(Beginning of AVAILABLE DATA)
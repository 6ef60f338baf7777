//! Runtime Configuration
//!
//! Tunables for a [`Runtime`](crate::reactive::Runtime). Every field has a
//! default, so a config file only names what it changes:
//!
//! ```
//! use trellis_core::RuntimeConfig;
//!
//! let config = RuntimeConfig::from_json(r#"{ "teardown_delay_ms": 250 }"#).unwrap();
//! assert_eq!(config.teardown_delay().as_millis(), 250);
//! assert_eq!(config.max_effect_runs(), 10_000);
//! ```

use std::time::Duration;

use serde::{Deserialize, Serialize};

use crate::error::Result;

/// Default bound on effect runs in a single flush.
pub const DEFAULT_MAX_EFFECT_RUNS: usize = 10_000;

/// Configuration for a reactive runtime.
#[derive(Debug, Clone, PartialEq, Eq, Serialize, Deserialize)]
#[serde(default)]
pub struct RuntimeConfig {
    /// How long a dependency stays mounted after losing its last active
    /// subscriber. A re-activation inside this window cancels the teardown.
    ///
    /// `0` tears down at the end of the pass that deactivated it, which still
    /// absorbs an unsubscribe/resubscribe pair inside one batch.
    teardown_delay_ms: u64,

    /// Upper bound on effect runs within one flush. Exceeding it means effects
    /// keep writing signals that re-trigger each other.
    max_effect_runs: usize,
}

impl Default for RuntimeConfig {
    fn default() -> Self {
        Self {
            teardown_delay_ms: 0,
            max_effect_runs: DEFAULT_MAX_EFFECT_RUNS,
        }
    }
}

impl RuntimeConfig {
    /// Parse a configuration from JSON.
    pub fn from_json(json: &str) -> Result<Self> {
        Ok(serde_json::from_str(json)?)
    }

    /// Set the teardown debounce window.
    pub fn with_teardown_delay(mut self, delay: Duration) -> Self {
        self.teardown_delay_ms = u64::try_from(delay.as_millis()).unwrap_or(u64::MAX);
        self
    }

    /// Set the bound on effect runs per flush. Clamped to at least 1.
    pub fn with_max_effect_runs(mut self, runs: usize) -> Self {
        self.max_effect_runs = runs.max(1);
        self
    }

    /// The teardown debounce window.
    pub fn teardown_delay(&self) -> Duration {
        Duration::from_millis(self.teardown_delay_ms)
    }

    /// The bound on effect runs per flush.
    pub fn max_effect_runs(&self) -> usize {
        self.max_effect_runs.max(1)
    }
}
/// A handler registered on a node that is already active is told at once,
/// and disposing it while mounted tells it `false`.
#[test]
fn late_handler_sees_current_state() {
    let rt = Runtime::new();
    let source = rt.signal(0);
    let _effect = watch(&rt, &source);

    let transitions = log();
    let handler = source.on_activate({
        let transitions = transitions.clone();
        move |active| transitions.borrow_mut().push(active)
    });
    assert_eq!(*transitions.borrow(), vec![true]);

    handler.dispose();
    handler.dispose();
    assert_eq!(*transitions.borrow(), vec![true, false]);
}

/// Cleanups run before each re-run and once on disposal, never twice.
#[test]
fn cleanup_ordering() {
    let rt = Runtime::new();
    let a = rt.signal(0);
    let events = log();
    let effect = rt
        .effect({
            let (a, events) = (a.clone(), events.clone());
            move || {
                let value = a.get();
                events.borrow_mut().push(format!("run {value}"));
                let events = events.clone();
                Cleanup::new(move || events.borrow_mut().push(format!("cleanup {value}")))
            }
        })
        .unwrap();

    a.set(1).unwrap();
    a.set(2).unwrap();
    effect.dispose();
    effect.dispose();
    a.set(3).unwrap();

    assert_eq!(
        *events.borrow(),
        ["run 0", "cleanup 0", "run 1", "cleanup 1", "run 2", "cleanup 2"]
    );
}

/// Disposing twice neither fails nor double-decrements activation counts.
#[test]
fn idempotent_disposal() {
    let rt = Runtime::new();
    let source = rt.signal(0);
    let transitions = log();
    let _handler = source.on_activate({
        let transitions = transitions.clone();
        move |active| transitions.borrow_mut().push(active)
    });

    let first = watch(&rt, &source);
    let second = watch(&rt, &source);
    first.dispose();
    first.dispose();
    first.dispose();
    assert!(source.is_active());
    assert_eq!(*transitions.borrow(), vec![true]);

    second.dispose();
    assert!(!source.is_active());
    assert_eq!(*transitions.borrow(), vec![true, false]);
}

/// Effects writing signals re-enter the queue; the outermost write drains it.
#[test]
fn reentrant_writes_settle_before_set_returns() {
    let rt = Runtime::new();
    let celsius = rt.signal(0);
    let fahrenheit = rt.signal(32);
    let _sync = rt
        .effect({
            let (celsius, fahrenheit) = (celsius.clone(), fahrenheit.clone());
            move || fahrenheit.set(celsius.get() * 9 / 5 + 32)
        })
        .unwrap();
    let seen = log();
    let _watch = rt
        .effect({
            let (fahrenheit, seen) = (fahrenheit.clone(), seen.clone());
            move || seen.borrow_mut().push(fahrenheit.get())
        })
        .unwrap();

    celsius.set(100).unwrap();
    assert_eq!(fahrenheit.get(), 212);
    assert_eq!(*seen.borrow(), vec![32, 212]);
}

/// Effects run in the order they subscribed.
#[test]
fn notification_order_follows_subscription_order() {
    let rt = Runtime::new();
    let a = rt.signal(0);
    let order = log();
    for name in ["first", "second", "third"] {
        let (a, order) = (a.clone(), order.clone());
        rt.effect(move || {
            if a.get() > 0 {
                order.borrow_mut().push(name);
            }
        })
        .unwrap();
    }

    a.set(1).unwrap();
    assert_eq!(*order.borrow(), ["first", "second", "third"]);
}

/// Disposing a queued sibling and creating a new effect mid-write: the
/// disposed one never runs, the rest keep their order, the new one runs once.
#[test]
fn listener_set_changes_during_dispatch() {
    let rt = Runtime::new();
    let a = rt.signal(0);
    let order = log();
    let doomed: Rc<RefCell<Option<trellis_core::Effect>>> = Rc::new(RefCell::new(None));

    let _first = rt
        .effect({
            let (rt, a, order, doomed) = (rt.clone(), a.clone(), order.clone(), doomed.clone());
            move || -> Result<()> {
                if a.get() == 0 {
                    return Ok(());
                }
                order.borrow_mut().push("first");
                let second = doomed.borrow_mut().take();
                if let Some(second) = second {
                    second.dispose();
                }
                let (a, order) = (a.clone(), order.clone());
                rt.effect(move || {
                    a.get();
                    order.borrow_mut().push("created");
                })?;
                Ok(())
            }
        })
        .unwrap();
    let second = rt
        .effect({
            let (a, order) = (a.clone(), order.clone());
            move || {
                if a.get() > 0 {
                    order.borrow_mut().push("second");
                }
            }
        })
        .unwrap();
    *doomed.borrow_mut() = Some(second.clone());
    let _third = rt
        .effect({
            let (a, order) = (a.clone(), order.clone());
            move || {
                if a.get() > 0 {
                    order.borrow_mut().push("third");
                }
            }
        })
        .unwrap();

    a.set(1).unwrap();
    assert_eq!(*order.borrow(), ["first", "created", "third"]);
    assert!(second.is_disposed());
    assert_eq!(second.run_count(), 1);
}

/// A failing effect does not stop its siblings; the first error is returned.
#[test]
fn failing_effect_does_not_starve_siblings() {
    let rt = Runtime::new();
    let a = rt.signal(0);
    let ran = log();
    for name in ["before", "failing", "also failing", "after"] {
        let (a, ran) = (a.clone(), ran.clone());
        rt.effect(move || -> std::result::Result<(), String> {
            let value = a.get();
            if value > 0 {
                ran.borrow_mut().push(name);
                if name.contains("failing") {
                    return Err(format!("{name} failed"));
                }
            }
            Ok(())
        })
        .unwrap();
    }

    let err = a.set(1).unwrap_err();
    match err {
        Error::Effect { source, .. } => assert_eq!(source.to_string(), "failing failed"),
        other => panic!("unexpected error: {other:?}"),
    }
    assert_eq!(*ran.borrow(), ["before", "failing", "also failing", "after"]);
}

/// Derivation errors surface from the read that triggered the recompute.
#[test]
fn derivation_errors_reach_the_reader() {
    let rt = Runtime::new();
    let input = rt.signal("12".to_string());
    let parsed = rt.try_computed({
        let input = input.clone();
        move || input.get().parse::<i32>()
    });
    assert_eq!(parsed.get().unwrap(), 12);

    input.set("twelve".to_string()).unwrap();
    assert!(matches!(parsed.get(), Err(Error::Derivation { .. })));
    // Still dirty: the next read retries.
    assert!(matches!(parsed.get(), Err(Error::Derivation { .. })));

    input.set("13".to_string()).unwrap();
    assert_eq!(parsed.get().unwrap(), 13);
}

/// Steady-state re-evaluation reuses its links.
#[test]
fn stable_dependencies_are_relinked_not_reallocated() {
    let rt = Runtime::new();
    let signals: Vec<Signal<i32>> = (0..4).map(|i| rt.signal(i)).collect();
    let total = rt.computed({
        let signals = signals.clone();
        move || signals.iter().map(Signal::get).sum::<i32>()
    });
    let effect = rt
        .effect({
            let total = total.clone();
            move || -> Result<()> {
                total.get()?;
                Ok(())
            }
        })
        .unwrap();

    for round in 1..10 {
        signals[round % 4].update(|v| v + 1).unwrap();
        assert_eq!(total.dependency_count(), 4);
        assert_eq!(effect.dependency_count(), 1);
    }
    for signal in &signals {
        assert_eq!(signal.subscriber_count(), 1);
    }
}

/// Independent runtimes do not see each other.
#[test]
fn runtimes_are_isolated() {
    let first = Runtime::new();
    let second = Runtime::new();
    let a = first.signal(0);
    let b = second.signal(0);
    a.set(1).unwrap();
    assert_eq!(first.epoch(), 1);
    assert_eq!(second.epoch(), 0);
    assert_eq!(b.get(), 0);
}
(End of AVAILABLE DATA)
(Beginning of AVAILABLE DATA)
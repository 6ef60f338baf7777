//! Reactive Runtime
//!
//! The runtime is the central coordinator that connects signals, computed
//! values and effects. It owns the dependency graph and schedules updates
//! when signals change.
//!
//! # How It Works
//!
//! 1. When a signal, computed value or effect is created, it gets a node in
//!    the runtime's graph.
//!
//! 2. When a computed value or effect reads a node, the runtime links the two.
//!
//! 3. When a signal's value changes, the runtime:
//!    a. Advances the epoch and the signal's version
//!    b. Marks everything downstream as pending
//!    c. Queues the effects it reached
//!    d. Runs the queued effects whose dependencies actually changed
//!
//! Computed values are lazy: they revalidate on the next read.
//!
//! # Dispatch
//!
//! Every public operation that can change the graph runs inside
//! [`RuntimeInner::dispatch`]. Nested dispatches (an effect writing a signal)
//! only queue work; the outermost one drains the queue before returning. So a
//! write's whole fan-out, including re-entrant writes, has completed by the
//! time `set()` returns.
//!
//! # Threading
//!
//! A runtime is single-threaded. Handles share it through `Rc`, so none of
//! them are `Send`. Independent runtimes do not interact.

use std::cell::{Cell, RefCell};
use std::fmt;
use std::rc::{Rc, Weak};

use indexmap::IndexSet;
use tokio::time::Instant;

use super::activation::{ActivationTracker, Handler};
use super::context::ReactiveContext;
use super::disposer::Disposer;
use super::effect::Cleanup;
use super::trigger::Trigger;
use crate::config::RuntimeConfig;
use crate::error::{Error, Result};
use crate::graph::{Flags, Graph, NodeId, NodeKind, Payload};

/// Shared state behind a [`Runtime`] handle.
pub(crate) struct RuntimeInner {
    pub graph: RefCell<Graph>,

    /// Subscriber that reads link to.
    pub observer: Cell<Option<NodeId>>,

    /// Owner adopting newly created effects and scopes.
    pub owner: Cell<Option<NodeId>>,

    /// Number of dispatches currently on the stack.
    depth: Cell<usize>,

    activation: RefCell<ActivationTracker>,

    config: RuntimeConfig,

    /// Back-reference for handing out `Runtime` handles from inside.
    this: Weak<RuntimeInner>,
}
(End of AVAILABLE DATA)
Scan the records for lines that hold "impl", and reproduce each one you find.

§ **TASK ANSWER**
impl Default for RuntimeConfig {
impl RuntimeConfig {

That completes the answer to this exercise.